- **What is required**
Can you return the records below exactly as they stand, but only from the first line through the one with "use crate::error::RegistryError;"?

- **Supplied information**
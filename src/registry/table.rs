//! # Listener registry: storage, ordering, and plan caching.
//!
//! [`Registry`] owns the per-type listener lists and turns them into
//! [`ExecutionPlan`]s on demand:
//!
//! ```text
//! add / remove ──► store + reverse index, revision += 1
//!
//! resolve_order(T)
//!   ├─► cache hit (revision match) ──► Arc<ExecutionPlan> (O(1))
//!   └─► rebuild:
//!         1. walk T's ancestor chain, most-derived first,
//!            collecting entries in registration order (no deduplication)
//!         2. group by priority, descending
//!         3. topo-sort each group over in-group `after` edges
//!            (edges leaving the group are satisfied by layer order)
//!         4. cache (revision, plan), return
//! ```
//!
//! ## Rules
//! - Mutations are all-or-nothing: every check runs before the first write.
//! - The revision counter increases exactly once per successful mutation;
//!   a cached plan is valid iff its stored revision equals the current one.
//! - Registering one callback twice (same or different type) is explicit
//!   intent: it appears twice in the plan and runs twice.
//! - Dependencies are global to the callback, not per-type: the cycle check
//!   walks the dependency graph across all registered entries.
//!
//! The registry is crate-internal; the dispatchers are the only entry points.

use std::cmp::Reverse;
use std::collections::{BTreeMap, BinaryHeap, HashMap, HashSet};
use std::sync::Arc;

use crate::error::RegistryError;
use crate::events::{EventType, TypeKey};
use crate::registry::entry::{Callback, ListenerEntry, ListenerKey};
use crate::registry::plan::{ExecutionPlan, Layer};

/// A cached plan, valid while its revision matches the registry's.
struct CachedPlan<C> {
    revision: u64,
    plan: Arc<ExecutionPlan<C>>,
}

/// Listener registry with revision-keyed plan caching.
///
/// Owned by exactly one dispatcher; never shared across dispatchers.
pub(crate) struct Registry<C> {
    /// Event type → listener entries, insertion order preserved.
    store: HashMap<TypeKey, Vec<ListenerEntry<C>>>,
    /// Callback identity → event types it is registered under.
    by_callback: HashMap<ListenerKey, HashSet<TypeKey>>,
    /// Bumped on every successful add or remove.
    revision: u64,
    /// Pure cache; droppable at any time without correctness impact.
    ///
    /// Keyed by `EventType` static addresses, so the key population is
    /// bounded by the program's declared types and cannot leak.
    plan_cache: HashMap<TypeKey, CachedPlan<C>>,
}

impl<C: Callback> Registry<C> {
    pub(crate) fn new() -> Self {
        Self {
            store: HashMap::new(),
            by_callback: HashMap::new(),
            revision: 0,
            plan_cache: HashMap::new(),
        }
    }

    /// Current revision (strictly increases with every successful mutation).
    #[cfg_attr(not(test), allow(dead_code))]
    pub(crate) fn revision(&self) -> u64 {
        self.revision
    }

    /// Registers `entry` under every type in `event_types`.
    ///
    /// Every `after` dependency must already be registered under *some* type,
    /// and the new edges must not close a cycle. Checks run before any write,
    /// so a rejected add leaves the registry untouched.
    pub(crate) fn add(
        &mut self,
        event_types: &[&'static EventType],
        entry: ListenerEntry<C>,
    ) -> Result<(), RegistryError> {
        if event_types.is_empty() {
            return Err(RegistryError::InvalidArgument {
                reason: "no event types given".into(),
            });
        }

        for dep in entry.after() {
            if !self.by_callback.contains_key(&dep.key()) {
                return Err(RegistryError::UnknownDependency {
                    listener: entry.name().to_string(),
                    dependency: dep.label().to_string(),
                });
            }
        }

        if self.would_cycle(&entry) {
            return Err(RegistryError::CyclicDependency {
                listener: entry.name().to_string(),
            });
        }

        for ty in event_types {
            self.store
                .entry(ty.key())
                .or_default()
                .push(entry.clone());
            self.by_callback
                .entry(entry.key())
                .or_default()
                .insert(ty.key());
        }

        self.revision += 1;
        Ok(())
    }

    /// Removes listeners in one of four modes, selected by which arguments
    /// are present:
    ///
    /// | event_types | callback | effect |
    /// |---|---|---|
    /// | present | present | this callback, from exactly these types |
    /// | present | absent  | all listeners of these types |
    /// | absent  | present | this callback, everywhere |
    /// | absent  | absent  | `InvalidArgument` |
    ///
    /// Fails with `DanglingDependency` (and removes nothing) if a surviving
    /// entry's `after` list references a callback in the removal set.
    pub(crate) fn remove(
        &mut self,
        event_types: Option<&[&'static EventType]>,
        callback: Option<ListenerKey>,
    ) -> Result<(), RegistryError> {
        let targets: Vec<(TypeKey, ListenerKey)> = match (event_types, callback) {
            (None, None) => {
                return Err(RegistryError::InvalidArgument {
                    reason: "event_types and callback cannot both be absent".into(),
                });
            }
            (Some(types), Some(cb)) => {
                let registered_under =
                    self.by_callback
                        .get(&cb)
                        .ok_or_else(|| RegistryError::InvalidArgument {
                            reason: "callback is not registered".into(),
                        })?;
                for ty in types {
                    if !registered_under.contains(&ty.key()) {
                        return Err(RegistryError::InvalidArgument {
                            reason: format!(
                                "callback is not registered under type {:?}",
                                ty.name()
                            ),
                        });
                    }
                }
                types.iter().map(|ty| (ty.key(), cb)).collect()
            }
            (Some(types), None) => types
                .iter()
                .flat_map(|ty| {
                    self.store
                        .get(&ty.key())
                        .into_iter()
                        .flatten()
                        .map(|e| (ty.key(), e.key()))
                })
                .collect(),
            (None, Some(cb)) => {
                let registered_under =
                    self.by_callback
                        .get(&cb)
                        .ok_or_else(|| RegistryError::InvalidArgument {
                            reason: "callback is not registered".into(),
                        })?;
                registered_under.iter().map(|tk| (*tk, cb)).collect()
            }
        };

        self.check_dangling(&targets)?;

        for (tk, key) in &targets {
            if let Some(list) = self.store.get_mut(tk) {
                list.retain(|e| e.key() != *key);
                if list.is_empty() {
                    self.store.remove(tk);
                }
            }
            if let Some(types_of_cb) = self.by_callback.get_mut(key) {
                types_of_cb.remove(tk);
                if types_of_cb.is_empty() {
                    self.by_callback.remove(key);
                }
            }
        }

        self.revision += 1;
        Ok(())
    }

    /// Resolves the execution plan for `event_type`, rebuilding only when the
    /// registry changed since the cached build.
    ///
    /// The in-group cycle error here is defensive: `add` rejects cycles, so a
    /// rebuilt plan should never hit it.
    pub(crate) fn resolve_order(
        &mut self,
        event_type: &'static EventType,
    ) -> Result<Arc<ExecutionPlan<C>>, RegistryError> {
        if let Some(cached) = self.plan_cache.get(&event_type.key()) {
            if cached.revision == self.revision {
                return Ok(Arc::clone(&cached.plan));
            }
        }

        let mut collected: Vec<ListenerEntry<C>> = Vec::new();
        for ancestor in event_type.ancestors() {
            if let Some(list) = self.store.get(&ancestor.key()) {
                collected.extend(list.iter().cloned());
            }
        }

        // BTreeMap keeps priorities sorted; push order keeps registration
        // order within each group.
        let mut groups: BTreeMap<i32, Vec<ListenerEntry<C>>> = BTreeMap::new();
        for entry in collected {
            groups.entry(entry.priority()).or_default().push(entry);
        }

        let mut layers = Vec::with_capacity(groups.len());
        for (priority, group) in groups.into_iter().rev() {
            layers.push(Layer::new(priority, Self::topo_sort(group)?));
        }

        let plan = Arc::new(ExecutionPlan::new(layers));
        self.plan_cache.insert(
            event_type.key(),
            CachedPlan {
                revision: self.revision,
                plan: Arc::clone(&plan),
            },
        );
        Ok(plan)
    }

    /// True if the new entry's `after` edges would close a cycle reaching
    /// back to its own callback.
    ///
    /// Walks the dependency graph induced by all registered entries (edges
    /// are global to the callback, not scoped to one event type).
    fn would_cycle(&self, entry: &ListenerEntry<C>) -> bool {
        let target = entry.key();
        let mut visited: HashSet<ListenerKey> = HashSet::new();
        let mut stack: Vec<ListenerKey> = entry.after().iter().map(|a| a.key()).collect();

        while let Some(key) = stack.pop() {
            if key == target {
                return true;
            }
            if !visited.insert(key) {
                continue;
            }
            for list in self.store.values() {
                for registered in list.iter().filter(|e| e.key() == key) {
                    stack.extend(registered.after().iter().map(|a| a.key()));
                }
            }
        }
        false
    }

    /// Fails if any entry surviving the removal depends on a callback being
    /// removed.
    fn check_dangling(&self, targets: &[(TypeKey, ListenerKey)]) -> Result<(), RegistryError> {
        let removal_keys: HashSet<ListenerKey> = targets.iter().map(|(_, k)| *k).collect();

        let mut removed: Vec<String> = Vec::new();
        let mut dependents: Vec<String> = Vec::new();
        for entry in self.store.values().flatten() {
            if removal_keys.contains(&entry.key()) {
                continue;
            }
            for dep in entry.after() {
                if removal_keys.contains(&dep.key()) {
                    removed.push(dep.label().to_string());
                    dependents.push(entry.name().to_string());
                }
            }
        }

        if removed.is_empty() {
            return Ok(());
        }
        removed.sort();
        removed.dedup();
        dependents.sort();
        dependents.dedup();
        Err(RegistryError::DanglingDependency {
            removed,
            dependents,
        })
    }

    /// Deterministic Kahn topological sort of one priority group.
    ///
    /// Ties break toward the smallest collection index, so the output is the
    /// ancestor-then-registration order, minimally disturbed by `after`
    /// edges. Edges pointing outside the group are ignored (higher layers
    /// already ran).
    fn topo_sort(entries: Vec<ListenerEntry<C>>) -> Result<Vec<ListenerEntry<C>>, RegistryError> {
        let n = entries.len();
        let mut key_to_indices: HashMap<ListenerKey, Vec<usize>> = HashMap::new();
        for (i, e) in entries.iter().enumerate() {
            key_to_indices.entry(e.key()).or_default().push(i);
        }

        let mut dependents: Vec<Vec<usize>> = vec![Vec::new(); n];
        let mut indegree: Vec<usize> = vec![0; n];
        for (i, e) in entries.iter().enumerate() {
            for dep in e.after() {
                if let Some(dep_indices) = key_to_indices.get(&dep.key()) {
                    for &d in dep_indices {
                        dependents[d].push(i);
                        indegree[i] += 1;
                    }
                }
            }
        }

        let mut ready: BinaryHeap<Reverse<usize>> = indegree
            .iter()
            .enumerate()
            .filter(|&(_, deg)| *deg == 0)
            .map(|(i, _)| Reverse(i))
            .collect();

        let mut order: Vec<usize> = Vec::with_capacity(n);
        while let Some(Reverse(i)) = ready.pop() {
            order.push(i);
            for &j in &dependents[i] {
                indegree[j] -= 1;
                if indegree[j] == 0 {
                    ready.push(Reverse(j));
                }
            }
        }

        if order.len() != n {
            let stuck = entries
                .iter()
                .enumerate()
                .find(|&(i, _)| indegree[i] > 0)
                .map(|(_, e)| e.name().to_string())
                .unwrap_or_default();
            return Err(RegistryError::CyclicDependency { listener: stuck });
        }

        Ok(order.into_iter().map(|i| entries[i].clone()).collect())
    }
}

- **Result below**
filename src/registry/table.rs
//! # Listener registry: storage, ordering, and plan caching.
//!
//! [`Registry`] owns the per-type listener lists and turns them into
//! [`ExecutionPlan`]s on demand:
//!
//! ```text
//! add / remove ──► store + reverse index, revision += 1
//!
//! resolve_order(T)
//!   ├─► cache hit (revision match) ──► Arc<ExecutionPlan> (O(1))
//!   └─► rebuild:
//!         1. walk T's ancestor chain, most-derived first,
//!            collecting entries in registration order (no deduplication)
//!         2. group by priority, descending
//!         3. topo-sort each group over in-group `after` edges
//!            (edges leaving the group are satisfied by layer order)
//!         4. cache (revision, plan), return
//! ```
//!
//! ## Rules
//! - Mutations are all-or-nothing: every check runs before the first write.
//! - The revision counter increases exactly once per successful mutation;
//!   a cached plan is valid iff its stored revision equals the current one.
//! - Registering one callback twice (same or different type) is explicit
//!   intent: it appears twice in the plan and runs twice.
//! - Dependencies are global to the callback, not per-type: the cycle check
//!   walks the dependency graph across all registered entries.
//!
//! The registry is crate-internal; the dispatchers are the only entry points.

use std::cmp::Reverse;
use std::collections::{BTreeMap, BinaryHeap, HashMap, HashSet};
use std::sync::Arc;

use crate::error::RegistryError;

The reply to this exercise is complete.